Gauntlet Thrown Down on Education
There’s no question that education reform is the biggest issue in the 2010 District of Columbia election campaign.
Mayor Adrian Fenty ran on a promise to reform the District’s woeful school system and won big time in 2006. Now, he’s backing his designated Chancellor Michelle Rhee in her every move, including her struggle to gain control over hiring and firing teachers. Rhee herself seems to have interjected herself into the campaign when she questioned challenger Chairman Vincent Gray’s commitment to education reform and whether he would support a activist reform chancellor like herself fully.
So it stands to reason, as rumors swirled last week, that when Rhee announced that she was dismissing 241 teachers, the majority of which had received poor or below-minimum performance evaluations under a new and controversial grading system, sooner or later the other shoe would drop.
After all, the 241 (and another 700 or more who are under the cloud of being judged “minimally effective”) teachers, coupled with the nearly 300 who were terminated after a controversial budget crisis last year, amount to over 10 percent of the D.C. teacher workforce. (Some of the 241 were fired for not being properly credentialed).
The firings, based on a new evaluation system called IMPACT, which included at least 50 percent value on test scores, comes about a month before schools are set to open and a little less than two months before the Sept. 14 primaries.
Yet, at this writing, political response has been muted. While the D.C. Teachers Union and its president have vowed to challenge the firings, which would seem to indicate they were surprised by the evaluations, and while there is considerable chat among bloggers, education professionals and the like about what the firings mean and the use of IMPACT, Gray so far has not taken a stand. He said only that he wanted to look further into the basis for the firings.

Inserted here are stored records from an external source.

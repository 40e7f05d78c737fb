//! Test client error types.

use thiserror::Error;

/// Errors raised while building or sending test requests.
#[derive(Debug, Error)]
pub enum TestError {
    /// The request URI did not parse.
    #[error("invalid test URI: {0}")]
    InvalidUri(String),

    /// A header name or value did not parse.
    #[error("invalid test header '{name}': {reason}")]
    InvalidHeader {
        /// The offending header name.
        name: String,
        /// Why it was rejected.
        reason: String,
    },

    /// A JSON body failed to serialize.
    #[error("failed to serialize JSON body: {0}")]
    JsonBody(#[from] serde_json::Error),

    /// The response body was not valid UTF-8.
    #[error("response body is not valid UTF-8")]
    NonUtf8Body,
}
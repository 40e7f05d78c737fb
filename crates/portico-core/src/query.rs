//! Query string parameters.
//!
//! [`QueryParams`] is an ordered multimap over the decoded query
//! string. Repeated keys are preserved in order, and a key can be
//! asked for its first value or for all values. The `require`
//! accessor fails with [`HttpError::ParameterNotFound`] when the key
//! is absent; `first` returns `None` instead.

use crate::error::{HttpError, HttpResult, ParameterLocation};
use serde::de::DeserializeOwned;

/// Decoded query parameters, preserving order and multiplicity.
///
/// # Example
///
/// ```
/// use portico_core::QueryParams;
///
/// let query = QueryParams::parse("tag=rust&tag=http&limit=10");
///
/// assert_eq!(query.first("limit"), Some("10"));
/// assert_eq!(query.all("tag"), vec!["rust", "http"]);
/// assert_eq!(query.first("missing"), None);
/// assert!(query.require("missing").is_err());
/// ```
#[derive(Debug, Clone, PartialEq, Eq, Default)]
pub struct QueryParams {
    /// Decoded (key, value) pairs in query-string order.
    pairs: Vec<(String, String)>,
    /// The raw query string, kept for typed deserialization.
    raw: String,
}

impl QueryParams {
    /// Creates an empty parameter set.
    #[must_use]
    pub fn empty() -> Self {
        Self::default()
    }

    /// Parses a query string (without the leading `?`).
    ///
    /// Percent-encoding and `+`-as-space are decoded; pair order and
    /// repeated keys are preserved.
    #[must_use]
    pub fn parse(query: &str) -> Self {
        let pairs = form_urlencoded::parse(query.as_bytes())
            .map(|(k, v)| (k.into_owned(), v.into_owned()))
            .collect();
        Self {
            pairs,
            raw: query.to_string(),
        }
    }

    /// Returns the raw query string.
    #[must_use]
    pub fn raw(&self) -> &str {
        &self.raw
    }

    /// Returns the first value for a key, if any.
    #[must_use]
    pub fn first(&self, name: &str) -> Option<&str> {
        self.pairs
            .iter()
            .find(|(k, _)| k == name)
            .map(|(_, v)| v.as_str())
    }

    /// Returns all values for a key, in order.
    #[must_use]
    pub fn all(&self, name: &str) -> Vec<&str> {
        self.pairs
            .iter()
            .filter(|(k, _)| k == name)
            .map(|(_, v)| v.as_str())
            .collect()
    }

    /// Returns the first value for a key or fails.
    ///
    /// # Errors
    ///
    /// Returns [`HttpError::ParameterNotFound`] when the key is absent.
    pub fn require(&self, name: &str) -> HttpResult<&str> {
        self.first(name)
            .ok_or_else(|| HttpError::parameter_not_found(name, ParameterLocation::Query))
    }

    /// Returns true if the key is present at least once.
    #[must_use]
    pub fn contains(&self, name: &str) -> bool {
        self.pairs.iter().any(|(k, _)| k == name)
    }

    /// Returns the number of (key, value) pairs.
    #[must_use]
    pub fn len(&self) -> usize {
        self.pairs.len()
    }

    /// Returns true if there are no parameters.
    #[must_use]
    pub fn is_empty(&self) -> bool {
        self.pairs.is_empty()
    }

    /// Iterates over the decoded pairs in order.
    pub fn iter(&self) -> impl Iterator<Item = (&str, &str)> {
        self.pairs.iter().map(|(k, v)| (k.as_str(), v.as_str()))
    }

    /// Deserializes the whole query string into a typed struct.
    ///
    /// # Errors
    ///
    /// Returns a 400-mapped error when deserialization fails.
    ///
    /// # Example
    ///
    /// ```
    /// use portico_core::QueryParams;
    /// use serde::Deserialize;
    ///
    /// #[derive(Deserialize)]
    /// struct ListParams {
    ///     #[serde(default)]
    ///     limit: Option<u32>,
    /// }
    ///
    /// let query = QueryParams::parse("limit=10");
    /// let params: ListParams = query.parse_into().unwrap();
    /// assert_eq!(params.limit, Some(10));
    /// ```
    pub fn parse_into<T: DeserializeOwned>(&self) -> HttpResult<T> {
        serde_urlencoded::from_str(&self.raw)
            .map_err(|e| HttpError::bad_request(format!("invalid query string: {e}")))
    }
}
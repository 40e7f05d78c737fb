//! Guards: allow/deny pipeline steps.
//!
//! A [`Guard`] inspects the request and decides whether the chain may
//! continue. It cannot modify the request or wrap downstream
//! processing; the adaptation in [`PipelineStep`](crate::PipelineStep)
//! writes the denial response and skips `next` when access is denied.

use http::StatusCode;
use portico_core::error::ErrorEnvelope;
use portico_core::{HttpResult, RequestContext};

use crate::middleware::BoxFuture;

/// The decision a guard resolves to before the chain continues.
#[derive(Debug, Clone, PartialEq, Eq)]
pub enum GuardOutcome {
    /// Continue the chain.
    Allow,
    /// Deny with the default 401 response.
    Deny,
    /// Deny with an explicit status and message.
    DenyWith(Denial),
}

impl GuardOutcome {
    /// Converts a boolean predicate result into an outcome.
    #[must_use]
    pub fn allowed(allow: bool) -> Self {
        if allow {
            Self::Allow
        } else {
            Self::Deny
        }
    }
}

/// An explicit structured denial.
#[derive(Debug, Clone, PartialEq, Eq)]
pub struct Denial {
    /// The response status, typically 401 or 403.
    pub status: StatusCode,
    /// Human-readable reason sent to the client.
    pub message: String,
}

impl Denial {
    /// Creates a denial with an explicit status.
    #[must_use]
    pub fn new(status: StatusCode, message: impl Into<String>) -> Self {
        Self {
            status,
            message: message.into(),
        }
    }

    /// Creates a 401 Unauthorized denial.
    #[must_use]
    pub fn unauthorized(message: impl Into<String>) -> Self {
        Self::new(StatusCode::UNAUTHORIZED, message)
    }

    /// Creates a 403 Forbidden denial.
    #[must_use]
    pub fn forbidden(message: impl Into<String>) -> Self {
        Self::new(StatusCode::FORBIDDEN, message)
    }

    /// Returns the response envelope for this denial.
    #[must_use]
    pub fn envelope(&self) -> ErrorEnvelope {
        ErrorEnvelope {
            status: self.status.as_u16(),
            message: self.message.clone(),
        }
    }
}

impl Default for Denial {
    fn default() -> Self {
        Self::unauthorized("Unauthorized")
    }
}

/// An allow/deny decision point in the pipeline.
pub trait Guard: Send + Sync + 'static {
    /// Returns the name of this guard, used in logs.
    fn name(&self) -> &'static str;

    /// Resolves the guard decision for a request.
    ///
    /// Returning `Err` escapes to the error handler rather than
    /// denying; use [`GuardOutcome::DenyWith`] for structured
    /// denials.
    fn check<'a>(&'a self, req: &'a RequestContext) -> BoxFuture<'a, HttpResult<GuardOutcome>>;
}

/// A guard created from an async function.
pub struct FnGuard<F> {
    name: &'static str,
    func: F,
}

impl<F> FnGuard<F>
where
    F: for<'a> Fn(&'a RequestContext) -> BoxFuture<'a, HttpResult<GuardOutcome>>
        + Send
        + Sync
        + 'static,
{
    /// Creates a new function-based guard.
    pub const fn new(name: &'static str, func: F) -> Self {
        Self { name, func }
    }
}

impl<F> Guard for FnGuard<F>
where
    F: for<'a> Fn(&'a RequestContext) -> BoxFuture<'a, HttpResult<GuardOutcome>>
        + Send
        + Sync
        + 'static,
{
    fn name(&self) -> &'static str {
        self.name
    }

    fn check<'a>(&'a self, req: &'a RequestContext) -> BoxFuture<'a, HttpResult<GuardOutcome>> {
        (self.func)(req)
    }
}

/// A guard created from a synchronous boolean predicate.
///
/// # Example
///
/// ```rust
/// use portico_pipeline::PredicateGuard;
/// use portico_core::RequestContext;
///
/// let guard = PredicateGuard::new("api-key", |req: &RequestContext| {
///     req.header("x-api-key") == Some("secret")
/// });
/// ```
pub struct PredicateGuard<F> {
    name: &'static str,
    func: F,
}

impl<F> PredicateGuard<F> {
    /// Creates a new predicate guard.
    pub const fn new(name: &'static str, func: F) -> Self {
        Self { name, func }
    }
}

impl<F> Guard for PredicateGuard<F>
where
    F: Fn(&RequestContext) -> bool + Send + Sync + 'static,
{
    fn name(&self) -> &'static str {
        self.name
    }

    fn check<'a>(&'a self, req: &'a RequestContext) -> BoxFuture<'a, HttpResult<GuardOutcome>> {
        let outcome = GuardOutcome::allowed((self.func)(req));
        Box::pin(async move { Ok(outcome) })
    }
}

The firings, and the union protest, come after the District and the union had successfully negotiated a complicated contract agreement earlier this year, which included retroactive pay raises for the teachers but more control over firing by Rhee. An impending mass firing, or the use of IMPACT evaluation for this year appears not to have been mentioned at the time, although the union did object to the use of IMPACT in general.
Mayor Fenty and Rhee aggressively defended the firings as further steps forward in education reform. “Every child in the District of Columbia Public Schools has a right to an effective teacher, in every classroom, every school, every neighborhood, every ward of this city,” Rhee said. Fenty said the action puts the District one step closer to that goal.
Not explained was who would replace the fired teachers.
The issue now becomes who takes command of the education reform issue, an issue in which D.C., for better or worse, is now in the forefront of a national movement. With the firings, that issue has become central to any future debates in the election campaign.